* _Exercise_
The answer must consist of every line in the data that contains "reasons".

(Stored items)
-*-*-
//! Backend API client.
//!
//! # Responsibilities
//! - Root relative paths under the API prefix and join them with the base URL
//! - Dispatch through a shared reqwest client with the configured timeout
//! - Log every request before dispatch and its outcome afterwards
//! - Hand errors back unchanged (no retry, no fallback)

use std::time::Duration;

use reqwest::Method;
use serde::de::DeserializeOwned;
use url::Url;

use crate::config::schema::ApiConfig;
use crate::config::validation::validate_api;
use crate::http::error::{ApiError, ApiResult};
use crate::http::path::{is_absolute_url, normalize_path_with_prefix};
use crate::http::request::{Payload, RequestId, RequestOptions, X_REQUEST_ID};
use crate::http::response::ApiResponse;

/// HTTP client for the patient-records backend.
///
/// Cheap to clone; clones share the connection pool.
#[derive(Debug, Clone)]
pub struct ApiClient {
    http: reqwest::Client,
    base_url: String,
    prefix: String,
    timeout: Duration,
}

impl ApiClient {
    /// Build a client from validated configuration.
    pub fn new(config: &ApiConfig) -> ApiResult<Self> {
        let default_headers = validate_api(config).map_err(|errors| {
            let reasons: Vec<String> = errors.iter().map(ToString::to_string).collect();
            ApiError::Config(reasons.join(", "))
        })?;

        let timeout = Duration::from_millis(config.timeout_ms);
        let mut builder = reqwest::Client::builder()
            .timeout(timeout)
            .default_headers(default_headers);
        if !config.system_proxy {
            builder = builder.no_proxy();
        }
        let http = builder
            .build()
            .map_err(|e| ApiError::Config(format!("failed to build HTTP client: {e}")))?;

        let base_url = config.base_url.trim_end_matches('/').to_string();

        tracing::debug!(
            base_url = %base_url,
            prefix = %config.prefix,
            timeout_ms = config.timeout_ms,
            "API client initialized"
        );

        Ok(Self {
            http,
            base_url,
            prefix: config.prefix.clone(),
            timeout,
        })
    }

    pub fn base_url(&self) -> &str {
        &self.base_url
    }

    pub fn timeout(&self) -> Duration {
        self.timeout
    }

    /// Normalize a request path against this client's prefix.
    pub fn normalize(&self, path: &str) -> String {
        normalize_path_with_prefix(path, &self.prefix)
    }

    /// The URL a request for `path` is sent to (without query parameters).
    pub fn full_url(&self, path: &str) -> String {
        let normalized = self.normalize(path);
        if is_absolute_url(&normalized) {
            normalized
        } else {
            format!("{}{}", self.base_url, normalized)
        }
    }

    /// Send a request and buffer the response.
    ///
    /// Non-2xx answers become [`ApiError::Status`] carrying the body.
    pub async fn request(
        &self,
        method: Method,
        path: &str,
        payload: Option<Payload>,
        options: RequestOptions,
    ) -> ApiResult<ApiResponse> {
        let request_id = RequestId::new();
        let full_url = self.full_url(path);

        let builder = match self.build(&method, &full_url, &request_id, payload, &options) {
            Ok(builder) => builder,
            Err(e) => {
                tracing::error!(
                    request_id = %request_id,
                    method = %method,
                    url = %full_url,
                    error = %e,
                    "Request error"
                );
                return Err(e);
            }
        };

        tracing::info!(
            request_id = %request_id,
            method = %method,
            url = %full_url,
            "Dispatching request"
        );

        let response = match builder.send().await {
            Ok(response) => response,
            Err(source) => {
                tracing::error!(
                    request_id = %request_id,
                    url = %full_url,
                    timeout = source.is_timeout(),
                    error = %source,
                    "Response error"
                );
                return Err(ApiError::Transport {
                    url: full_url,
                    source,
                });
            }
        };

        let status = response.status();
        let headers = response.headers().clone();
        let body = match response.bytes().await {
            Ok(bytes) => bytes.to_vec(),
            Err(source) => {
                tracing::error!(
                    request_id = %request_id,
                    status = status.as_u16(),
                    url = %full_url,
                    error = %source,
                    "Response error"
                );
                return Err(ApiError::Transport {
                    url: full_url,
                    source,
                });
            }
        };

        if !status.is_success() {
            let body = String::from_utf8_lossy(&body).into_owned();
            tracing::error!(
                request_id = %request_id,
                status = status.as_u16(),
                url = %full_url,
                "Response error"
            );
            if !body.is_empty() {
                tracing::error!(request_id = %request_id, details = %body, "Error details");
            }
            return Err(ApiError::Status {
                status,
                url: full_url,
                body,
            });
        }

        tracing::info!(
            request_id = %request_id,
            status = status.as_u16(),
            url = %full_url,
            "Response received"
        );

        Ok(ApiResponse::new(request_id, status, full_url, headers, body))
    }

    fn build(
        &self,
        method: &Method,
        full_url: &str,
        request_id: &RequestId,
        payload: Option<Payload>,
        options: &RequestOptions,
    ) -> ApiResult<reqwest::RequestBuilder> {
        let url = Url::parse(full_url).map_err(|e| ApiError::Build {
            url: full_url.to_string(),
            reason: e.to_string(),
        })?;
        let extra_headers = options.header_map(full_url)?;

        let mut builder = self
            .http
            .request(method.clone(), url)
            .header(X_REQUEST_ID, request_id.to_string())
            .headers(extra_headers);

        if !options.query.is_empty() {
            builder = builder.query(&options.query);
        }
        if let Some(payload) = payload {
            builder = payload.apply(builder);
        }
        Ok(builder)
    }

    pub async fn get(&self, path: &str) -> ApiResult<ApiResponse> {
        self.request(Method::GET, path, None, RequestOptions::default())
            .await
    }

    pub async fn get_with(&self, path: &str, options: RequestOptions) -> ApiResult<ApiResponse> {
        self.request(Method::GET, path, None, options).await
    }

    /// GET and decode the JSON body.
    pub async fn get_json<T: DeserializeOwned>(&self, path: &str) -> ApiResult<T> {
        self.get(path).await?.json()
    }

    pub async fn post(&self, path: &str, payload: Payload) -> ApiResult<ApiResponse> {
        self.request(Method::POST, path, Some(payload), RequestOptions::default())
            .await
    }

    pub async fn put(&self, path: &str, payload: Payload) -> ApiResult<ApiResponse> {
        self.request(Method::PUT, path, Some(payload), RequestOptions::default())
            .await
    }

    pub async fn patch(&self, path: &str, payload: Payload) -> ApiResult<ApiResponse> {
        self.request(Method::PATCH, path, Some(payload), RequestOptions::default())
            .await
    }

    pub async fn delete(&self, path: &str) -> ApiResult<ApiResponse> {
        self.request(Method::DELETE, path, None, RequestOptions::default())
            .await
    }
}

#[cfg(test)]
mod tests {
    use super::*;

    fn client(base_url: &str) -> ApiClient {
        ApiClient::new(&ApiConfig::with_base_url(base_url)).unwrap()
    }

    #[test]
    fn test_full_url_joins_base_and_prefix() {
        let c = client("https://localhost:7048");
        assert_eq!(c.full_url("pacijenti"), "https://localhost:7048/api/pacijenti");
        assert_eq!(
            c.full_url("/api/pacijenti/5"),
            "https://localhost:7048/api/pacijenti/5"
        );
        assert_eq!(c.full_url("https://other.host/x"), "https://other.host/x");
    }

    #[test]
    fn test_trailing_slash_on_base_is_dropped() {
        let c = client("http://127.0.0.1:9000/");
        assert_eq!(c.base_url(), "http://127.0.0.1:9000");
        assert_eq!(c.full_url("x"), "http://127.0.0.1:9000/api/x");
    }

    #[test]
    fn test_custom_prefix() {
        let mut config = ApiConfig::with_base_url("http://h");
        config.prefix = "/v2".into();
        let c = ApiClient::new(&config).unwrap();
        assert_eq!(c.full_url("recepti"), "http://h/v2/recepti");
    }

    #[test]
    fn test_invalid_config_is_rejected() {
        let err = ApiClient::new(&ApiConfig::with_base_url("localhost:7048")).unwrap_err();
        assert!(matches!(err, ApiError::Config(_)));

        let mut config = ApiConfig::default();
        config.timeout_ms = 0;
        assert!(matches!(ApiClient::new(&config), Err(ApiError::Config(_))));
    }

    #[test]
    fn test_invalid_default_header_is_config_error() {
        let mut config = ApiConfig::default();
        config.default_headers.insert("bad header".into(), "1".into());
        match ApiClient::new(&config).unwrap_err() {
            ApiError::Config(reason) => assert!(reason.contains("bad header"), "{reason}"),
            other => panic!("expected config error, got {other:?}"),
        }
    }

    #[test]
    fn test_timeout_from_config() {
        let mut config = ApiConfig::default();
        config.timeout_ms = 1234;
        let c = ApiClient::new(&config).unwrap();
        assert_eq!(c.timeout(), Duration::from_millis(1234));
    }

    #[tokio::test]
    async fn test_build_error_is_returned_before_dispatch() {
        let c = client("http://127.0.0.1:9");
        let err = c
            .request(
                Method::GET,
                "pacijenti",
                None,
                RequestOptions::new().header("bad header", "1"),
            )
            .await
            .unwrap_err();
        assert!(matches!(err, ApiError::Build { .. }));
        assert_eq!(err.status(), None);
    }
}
-*-*-
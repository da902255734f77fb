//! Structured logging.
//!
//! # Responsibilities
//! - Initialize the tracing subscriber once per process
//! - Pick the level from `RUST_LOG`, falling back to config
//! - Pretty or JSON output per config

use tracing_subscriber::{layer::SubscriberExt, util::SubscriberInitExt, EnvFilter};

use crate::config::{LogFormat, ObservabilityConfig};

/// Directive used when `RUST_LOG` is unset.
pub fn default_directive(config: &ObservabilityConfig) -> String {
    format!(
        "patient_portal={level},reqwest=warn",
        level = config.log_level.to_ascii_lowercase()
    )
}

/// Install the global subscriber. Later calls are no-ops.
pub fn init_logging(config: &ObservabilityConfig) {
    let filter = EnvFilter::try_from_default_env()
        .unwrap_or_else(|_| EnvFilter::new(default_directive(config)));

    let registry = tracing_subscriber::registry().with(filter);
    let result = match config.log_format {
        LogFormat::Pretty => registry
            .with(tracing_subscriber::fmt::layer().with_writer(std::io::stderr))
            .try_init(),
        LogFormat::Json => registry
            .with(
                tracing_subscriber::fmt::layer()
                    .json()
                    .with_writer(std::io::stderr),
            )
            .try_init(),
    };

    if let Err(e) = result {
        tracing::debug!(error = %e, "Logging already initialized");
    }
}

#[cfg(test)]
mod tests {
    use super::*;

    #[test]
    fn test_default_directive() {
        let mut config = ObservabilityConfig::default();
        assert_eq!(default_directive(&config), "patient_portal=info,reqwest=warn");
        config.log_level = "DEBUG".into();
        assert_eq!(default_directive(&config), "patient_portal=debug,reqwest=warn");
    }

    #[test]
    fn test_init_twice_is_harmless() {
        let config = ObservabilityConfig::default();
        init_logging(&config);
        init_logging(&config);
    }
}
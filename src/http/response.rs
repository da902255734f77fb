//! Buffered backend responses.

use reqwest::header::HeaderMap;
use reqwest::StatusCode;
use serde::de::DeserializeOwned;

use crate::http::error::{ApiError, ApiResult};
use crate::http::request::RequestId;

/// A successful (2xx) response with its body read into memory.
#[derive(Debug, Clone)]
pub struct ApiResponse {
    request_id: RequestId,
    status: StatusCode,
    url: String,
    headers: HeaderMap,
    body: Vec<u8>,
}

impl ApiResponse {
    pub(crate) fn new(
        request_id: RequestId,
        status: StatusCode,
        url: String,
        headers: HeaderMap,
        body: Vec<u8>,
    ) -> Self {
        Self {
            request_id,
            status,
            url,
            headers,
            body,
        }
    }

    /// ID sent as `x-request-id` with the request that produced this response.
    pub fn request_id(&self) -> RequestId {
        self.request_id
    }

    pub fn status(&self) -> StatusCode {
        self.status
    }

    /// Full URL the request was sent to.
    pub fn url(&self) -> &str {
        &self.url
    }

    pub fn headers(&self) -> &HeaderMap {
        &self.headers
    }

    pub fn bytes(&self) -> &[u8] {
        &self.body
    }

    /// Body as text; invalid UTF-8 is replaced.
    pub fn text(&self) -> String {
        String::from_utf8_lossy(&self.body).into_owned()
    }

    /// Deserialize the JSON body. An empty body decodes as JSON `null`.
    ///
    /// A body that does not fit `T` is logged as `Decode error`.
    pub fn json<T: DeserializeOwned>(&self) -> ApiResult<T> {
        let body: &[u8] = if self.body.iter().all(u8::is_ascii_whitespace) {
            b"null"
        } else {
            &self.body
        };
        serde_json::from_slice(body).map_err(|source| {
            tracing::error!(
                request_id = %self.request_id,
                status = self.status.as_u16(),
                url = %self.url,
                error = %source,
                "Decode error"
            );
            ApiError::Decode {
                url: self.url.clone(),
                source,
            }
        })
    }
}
-*-*-
* _Answer to this exercise_
            let reasons: Vec<String> = errors.iter().map(ToString::to_string).collect();
            ApiError::Config(reasons.join(", "))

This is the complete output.